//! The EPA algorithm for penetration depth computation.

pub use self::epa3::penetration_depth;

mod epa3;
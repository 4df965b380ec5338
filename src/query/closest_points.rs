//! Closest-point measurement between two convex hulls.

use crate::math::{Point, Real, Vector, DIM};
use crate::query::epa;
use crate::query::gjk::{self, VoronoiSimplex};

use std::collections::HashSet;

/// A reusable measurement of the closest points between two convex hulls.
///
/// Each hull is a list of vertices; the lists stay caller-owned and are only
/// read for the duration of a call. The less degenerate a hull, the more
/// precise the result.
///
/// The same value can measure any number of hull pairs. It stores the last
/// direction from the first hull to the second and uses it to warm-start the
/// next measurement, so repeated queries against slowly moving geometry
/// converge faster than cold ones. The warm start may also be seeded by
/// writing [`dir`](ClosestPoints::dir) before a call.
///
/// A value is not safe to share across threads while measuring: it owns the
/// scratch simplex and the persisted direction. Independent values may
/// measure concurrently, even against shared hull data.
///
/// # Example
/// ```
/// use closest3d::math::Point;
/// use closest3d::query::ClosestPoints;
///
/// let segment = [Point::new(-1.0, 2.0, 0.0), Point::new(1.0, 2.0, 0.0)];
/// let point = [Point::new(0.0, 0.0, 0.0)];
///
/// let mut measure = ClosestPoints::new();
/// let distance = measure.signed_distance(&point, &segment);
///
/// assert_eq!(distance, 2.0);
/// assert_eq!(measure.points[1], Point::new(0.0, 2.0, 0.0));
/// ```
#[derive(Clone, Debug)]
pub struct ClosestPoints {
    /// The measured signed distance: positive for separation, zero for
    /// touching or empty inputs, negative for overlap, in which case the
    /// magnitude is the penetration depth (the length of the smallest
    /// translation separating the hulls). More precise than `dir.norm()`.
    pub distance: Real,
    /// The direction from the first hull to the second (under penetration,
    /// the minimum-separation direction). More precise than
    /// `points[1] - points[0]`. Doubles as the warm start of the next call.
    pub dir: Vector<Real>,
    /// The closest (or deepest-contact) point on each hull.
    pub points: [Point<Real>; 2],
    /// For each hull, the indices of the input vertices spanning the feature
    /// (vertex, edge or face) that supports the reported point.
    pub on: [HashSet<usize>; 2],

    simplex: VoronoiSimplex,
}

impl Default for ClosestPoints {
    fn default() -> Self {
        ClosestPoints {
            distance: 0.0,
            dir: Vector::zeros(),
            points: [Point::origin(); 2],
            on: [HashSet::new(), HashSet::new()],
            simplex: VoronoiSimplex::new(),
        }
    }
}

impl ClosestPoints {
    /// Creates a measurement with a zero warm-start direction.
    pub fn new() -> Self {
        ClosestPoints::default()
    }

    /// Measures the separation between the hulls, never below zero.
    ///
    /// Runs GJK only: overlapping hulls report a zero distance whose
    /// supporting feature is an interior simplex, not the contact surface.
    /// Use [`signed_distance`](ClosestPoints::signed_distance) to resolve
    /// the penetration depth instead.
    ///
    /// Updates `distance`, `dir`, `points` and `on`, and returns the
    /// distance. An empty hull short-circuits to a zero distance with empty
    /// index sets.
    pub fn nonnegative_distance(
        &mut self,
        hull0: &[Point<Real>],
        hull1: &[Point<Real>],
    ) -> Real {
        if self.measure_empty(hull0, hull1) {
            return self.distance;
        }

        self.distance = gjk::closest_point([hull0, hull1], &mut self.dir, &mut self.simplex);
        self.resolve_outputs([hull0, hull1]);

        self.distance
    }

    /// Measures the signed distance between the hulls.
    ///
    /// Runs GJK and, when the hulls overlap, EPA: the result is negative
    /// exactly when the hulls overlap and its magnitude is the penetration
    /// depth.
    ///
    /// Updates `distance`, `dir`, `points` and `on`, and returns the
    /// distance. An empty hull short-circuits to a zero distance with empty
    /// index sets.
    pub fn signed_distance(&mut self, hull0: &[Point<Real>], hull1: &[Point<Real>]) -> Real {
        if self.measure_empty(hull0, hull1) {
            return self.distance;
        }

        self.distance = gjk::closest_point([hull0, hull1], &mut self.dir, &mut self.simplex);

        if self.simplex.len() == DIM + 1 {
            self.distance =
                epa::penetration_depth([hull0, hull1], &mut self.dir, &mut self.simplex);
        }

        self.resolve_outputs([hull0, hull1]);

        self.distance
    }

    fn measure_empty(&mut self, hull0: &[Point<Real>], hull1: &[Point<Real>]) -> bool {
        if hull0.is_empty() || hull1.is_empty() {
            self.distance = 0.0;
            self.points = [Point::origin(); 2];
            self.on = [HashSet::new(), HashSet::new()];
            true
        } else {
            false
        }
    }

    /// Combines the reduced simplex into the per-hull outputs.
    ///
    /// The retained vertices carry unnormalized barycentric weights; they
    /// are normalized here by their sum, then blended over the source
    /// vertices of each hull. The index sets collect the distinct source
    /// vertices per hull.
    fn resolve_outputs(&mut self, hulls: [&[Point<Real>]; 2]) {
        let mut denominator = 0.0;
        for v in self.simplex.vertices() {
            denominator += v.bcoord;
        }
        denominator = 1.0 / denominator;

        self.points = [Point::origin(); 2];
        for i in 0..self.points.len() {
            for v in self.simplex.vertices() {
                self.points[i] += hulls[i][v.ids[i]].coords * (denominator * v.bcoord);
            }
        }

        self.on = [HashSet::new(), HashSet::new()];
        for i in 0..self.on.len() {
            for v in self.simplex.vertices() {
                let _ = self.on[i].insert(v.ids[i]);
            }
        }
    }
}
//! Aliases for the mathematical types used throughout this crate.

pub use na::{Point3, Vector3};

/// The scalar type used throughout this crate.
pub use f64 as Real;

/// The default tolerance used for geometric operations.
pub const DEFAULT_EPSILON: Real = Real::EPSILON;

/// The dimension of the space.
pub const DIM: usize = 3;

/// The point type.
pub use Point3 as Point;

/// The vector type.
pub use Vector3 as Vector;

....

__The problem__
Return each line of the material above that holds the string "measurement".

__Answer to this task__
//! Closest-point measurement between two convex hulls.
/// A reusable measurement of the closest points between two convex hulls.
/// next measurement, so repeated queries against slowly moving geometry
    /// Creates a measurement with a zero warm-start direction.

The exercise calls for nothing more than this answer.